Given records >>
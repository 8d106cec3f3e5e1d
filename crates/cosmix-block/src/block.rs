//! The parameter store.

use crate::error::BlockError;
use crate::value::{FromValue, Value, ValueKind};
use cosmix_types::{normalize, Address};
use indexmap::IndexMap;
use std::sync::Arc;

/// Kind of a logged write.
#[derive(Debug, Clone, Copy, PartialEq, Eq)]
pub enum WriteOp {
    Put,
    Replace,
    Remove,
}

/// One entry of the write log.
#[derive(Debug, Clone, PartialEq)]
pub struct WriteRecord {
    /// Module that performed the write, `None` for the pipeline itself.
    pub writer: Option<Arc<str>>,
    pub address: Address,
    pub op: WriteOp,
}

/// Ordered `section → key → value` store passed through a pipeline.
///
/// Section and key names are case-insensitive. A value's type tag is fixed
/// once written: [`put`](Self::put) refuses to change it and
/// [`replace_any`](Self::replace_any) is the explicit escape hatch.
///
/// Every write is appended to a log together with the name of the module
/// that was running at the time (see [`set_writer`](Self::set_writer)), so a
/// failed lookup can say who did write to the section.
///
/// # Example
///
/// ```
/// use cosmix_block::DataBlock;
///
/// let mut block = DataBlock::new();
/// block.put("cosmological_parameters", "omega_m", 0.3).unwrap();
/// block.put("cosmological_parameters", "n_z", 3_i64).unwrap();
///
/// assert_eq!(block.get_real("Cosmological_Parameters", "OMEGA_M").unwrap(), 0.3);
/// // integers widen to reals
/// assert_eq!(block.get_real("cosmological_parameters", "n_z").unwrap(), 3.0);
/// // but the tag cannot change through put
/// assert!(block.put("cosmological_parameters", "omega_m", "high").is_err());
/// ```
#[derive(Debug, Clone, Default)]
pub struct DataBlock {
    sections: IndexMap<String, IndexMap<String, Value>>,
    log: Vec<WriteRecord>,
    writer: Option<Arc<str>>,
}

impl DataBlock {
    /// Creates an empty store.
    #[must_use]
    pub fn new() -> Self {
        Self::default()
    }

    /// Starts a fresh store pre-seeded with the contents of `base`.
    ///
    /// The write log and current writer are not carried over.
    #[must_use]
    pub fn seeded_from(base: &DataBlock) -> Self {
        Self {
            sections: base.sections.clone(),
            log: Vec::new(),
            writer: None,
        }
    }

    /// Sets the module name recorded against subsequent writes.
    pub fn set_writer(&mut self, writer: Option<&str>) {
        self.writer = writer.map(Arc::from);
    }

    /// Current writer.
    #[must_use]
    pub fn writer(&self) -> Option<&str> {
        self.writer.as_deref()
    }

    /// Returns `true` if a value exists at the address.
    #[must_use]
    pub fn has(&self, section: &str, key: &str) -> bool {
        self.sections
            .get(&normalize(section))
            .is_some_and(|s| s.contains_key(&normalize(key)))
    }

    /// Returns `true` if the section holds at least one key.
    #[must_use]
    pub fn has_section(&self, section: &str) -> bool {
        self.sections
            .get(&normalize(section))
            .is_some_and(|s| !s.is_empty())
    }

    /// Returns the raw value at the address.
    ///
    /// # Errors
    ///
    /// [`BlockError::NotFound`] if nothing is stored there.
    pub fn get(&self, section: &str, key: &str) -> Result<&Value, BlockError> {
        let section_n = normalize(section);
        let key_n = normalize(key);
        self.sections
            .get(&section_n)
            .and_then(|s| s.get(&key_n))
            .ok_or_else(|| BlockError::NotFound {
                hint: self.missing_hint(&section_n),
                section: section_n,
                key: key_n,
            })
    }

    /// Typed read.
    ///
    /// # Errors
    ///
    /// [`BlockError::NotFound`] or [`BlockError::WrongType`].
    pub fn get_as<T: FromValue>(&self, section: &str, key: &str) -> Result<T, BlockError> {
        let value = self.get(section, key)?;
        T::from_value(value).ok_or_else(|| BlockError::WrongType {
            section: normalize(section),
            key: normalize(key),
            expected: T::KIND,
            found: value.kind(),
        })
    }

    /// Typed read with a default for a missing value.
    ///
    /// A value of the wrong type is still an error.
    ///
    /// # Errors
    ///
    /// [`BlockError::WrongType`].
    pub fn get_as_or<T: FromValue>(
        &self,
        section: &str,
        key: &str,
        default: T,
    ) -> Result<T, BlockError> {
        match self.get_as(section, key) {
            Err(e) if e.is_not_found() => Ok(default),
            other => other,
        }
    }

    /// Reads a real; integers widen.
    ///
    /// # Errors
    ///
    /// See [`get_as`](Self::get_as).
    pub fn get_real(&self, section: &str, key: &str) -> Result<f64, BlockError> {
        self.get_as(section, key)
    }

    /// # Errors
    ///
    /// See [`get_as_or`](Self::get_as_or).
    pub fn get_real_or(&self, section: &str, key: &str, default: f64) -> Result<f64, BlockError> {
        self.get_as_or(section, key, default)
    }

    /// # Errors
    ///
    /// See [`get_as`](Self::get_as).
    pub fn get_int(&self, section: &str, key: &str) -> Result<i64, BlockError> {
        self.get_as(section, key)
    }

    /// # Errors
    ///
    /// See [`get_as_or`](Self::get_as_or).
    pub fn get_int_or(&self, section: &str, key: &str, default: i64) -> Result<i64, BlockError> {
        self.get_as_or(section, key, default)
    }

    /// # Errors
    ///
    /// See [`get_as`](Self::get_as).
    pub fn get_bool(&self, section: &str, key: &str) -> Result<bool, BlockError> {
        self.get_as(section, key)
    }

    /// # Errors
    ///
    /// See [`get_as_or`](Self::get_as_or).
    pub fn get_bool_or(&self, section: &str, key: &str, default: bool) -> Result<bool, BlockError> {
        self.get_as_or(section, key, default)
    }

    /// # Errors
    ///
    /// See [`get_as`](Self::get_as).
    pub fn get_str(&self, section: &str, key: &str) -> Result<String, BlockError> {
        self.get_as(section, key)
    }

    /// # Errors
    ///
    /// See [`get_as_or`](Self::get_as_or).
    pub fn get_str_or(&self, section: &str, key: &str, default: &str) -> Result<String, BlockError> {
        self.get_as_or(section, key, default.to_string())
    }

    /// Reads a real vector; integer vectors widen.
    ///
    /// # Errors
    ///
    /// See [`get_as`](Self::get_as).
    pub fn get_real_vec(&self, section: &str, key: &str) -> Result<Vec<f64>, BlockError> {
        self.get_as(section, key)
    }

    /// # Errors
    ///
    /// See [`get_as`](Self::get_as).
    pub fn get_int_vec(&self, section: &str, key: &str) -> Result<Vec<i64>, BlockError> {
        self.get_as(section, key)
    }

    /// Stores a value.
    ///
    /// # Errors
    ///
    /// [`BlockError::TypeConflict`] if a value of another tag already exists
    /// at the address. The store is unchanged in that case.
    pub fn put(
        &mut self,
        section: &str,
        key: &str,
        value: impl Into<Value>,
    ) -> Result<(), BlockError> {
        let value = value.into();
        let section_n = normalize(section);
        let key_n = normalize(key);

        if let Some(existing) = self.sections.get(&section_n).and_then(|s| s.get(&key_n)) {
            if existing.kind() != value.kind() {
                return Err(BlockError::TypeConflict {
                    section: section_n,
                    key: key_n,
                    existing: existing.kind(),
                    attempted: value.kind(),
                });
            }
        }

        self.insert(section_n, key_n, value, WriteOp::Put);
        Ok(())
    }

    /// Stores a value regardless of any existing tag.
    pub fn replace_any(&mut self, section: &str, key: &str, value: impl Into<Value>) {
        self.insert(normalize(section), normalize(key), value.into(), WriteOp::Replace);
    }

    /// Removes a value, returning it if present.
    pub fn remove(&mut self, section: &str, key: &str) -> Option<Value> {
        let section_n = normalize(section);
        let key_n = normalize(key);
        let removed = self
            .sections
            .get_mut(&section_n)
            .and_then(|s| s.shift_remove(&key_n));
        if removed.is_some() {
            self.record(Address::new(&section_n, &key_n), WriteOp::Remove);
        }
        removed
    }

    /// Section names in insertion order.
    pub fn sections(&self) -> impl Iterator<Item = &str> {
        self.sections.keys().map(String::as_str)
    }

    /// Keys and values of a section in insertion order.
    ///
    /// Empty if the section does not exist.
    pub fn entries(&self, section: &str) -> impl Iterator<Item = (&str, &Value)> {
        self.sections
            .get(&normalize(section))
            .into_iter()
            .flat_map(|s| s.iter().map(|(k, v)| (k.as_str(), v)))
    }

    /// Key names of a section in insertion order.
    pub fn keys(&self, section: &str) -> impl Iterator<Item = &str> {
        self.entries(section).map(|(k, _)| k)
    }

    /// Total number of stored values.
    #[must_use]
    pub fn len(&self) -> usize {
        self.sections.values().map(IndexMap::len).sum()
    }

    #[must_use]
    pub fn is_empty(&self) -> bool {
        self.len() == 0
    }

    /// The write log, oldest first.
    #[must_use]
    pub fn write_log(&self) -> &[WriteRecord] {
        &self.log
    }

    /// Kind of the stored value, if any.
    #[must_use]
    pub fn kind_of(&self, section: &str, key: &str) -> Option<ValueKind> {
        self.get(section, key).ok().map(Value::kind)
    }

    fn insert(&mut self, section: String, key: String, value: Value, op: WriteOp) {
        let address = Address::new(&section, &key);
        self.sections.entry(section).or_default().insert(key, value);
        self.record(address, op);
    }

    fn record(&mut self, address: Address, op: WriteOp) {
        self.log.push(WriteRecord {
            writer: self.writer.clone(),
            address,
            op,
        });
    }

    fn missing_hint(&self, section: &str) -> String {
        let mut writers: Vec<&str> = Vec::new();
        for rec in self.log.iter().filter(|r| r.address.section() == section) {
            let name = rec.writer.as_deref().unwrap_or("pipeline");
            if !writers.contains(&name) {
                writers.push(name);
            }
        }

        if writers.is_empty() {
            if self.sections.contains_key(section) {
                format!(" (section '{section}' was seeded before the pipeline ran)")
            } else {
                format!(" (no module wrote to section '{section}')")
            }
        } else {
            format!(" (section '{section}' written by: {})", writers.join(", "))
        }
    }
}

What you have to do >> Beginning at the opening line of the data, transcribe each line exactly until you reach the line with "pub struct WriteRecord", which you also include, and go no further.

Output >>
repository 8d106cec3f3e5e1d
filename crates/cosmix-block/src/block.rs
//! The parameter store.

use crate::error::BlockError;
use crate::value::{FromValue, Value, ValueKind};
use cosmix_types::{normalize, Address};
use indexmap::IndexMap;
use std::sync::Arc;

/// Kind of a logged write.
#[derive(Debug, Clone, Copy, PartialEq, Eq)]
pub enum WriteOp {
    Put,
    Replace,
    Remove,
}

/// One entry of the write log.
#[derive(Debug, Clone, PartialEq)]
pub struct WriteRecord {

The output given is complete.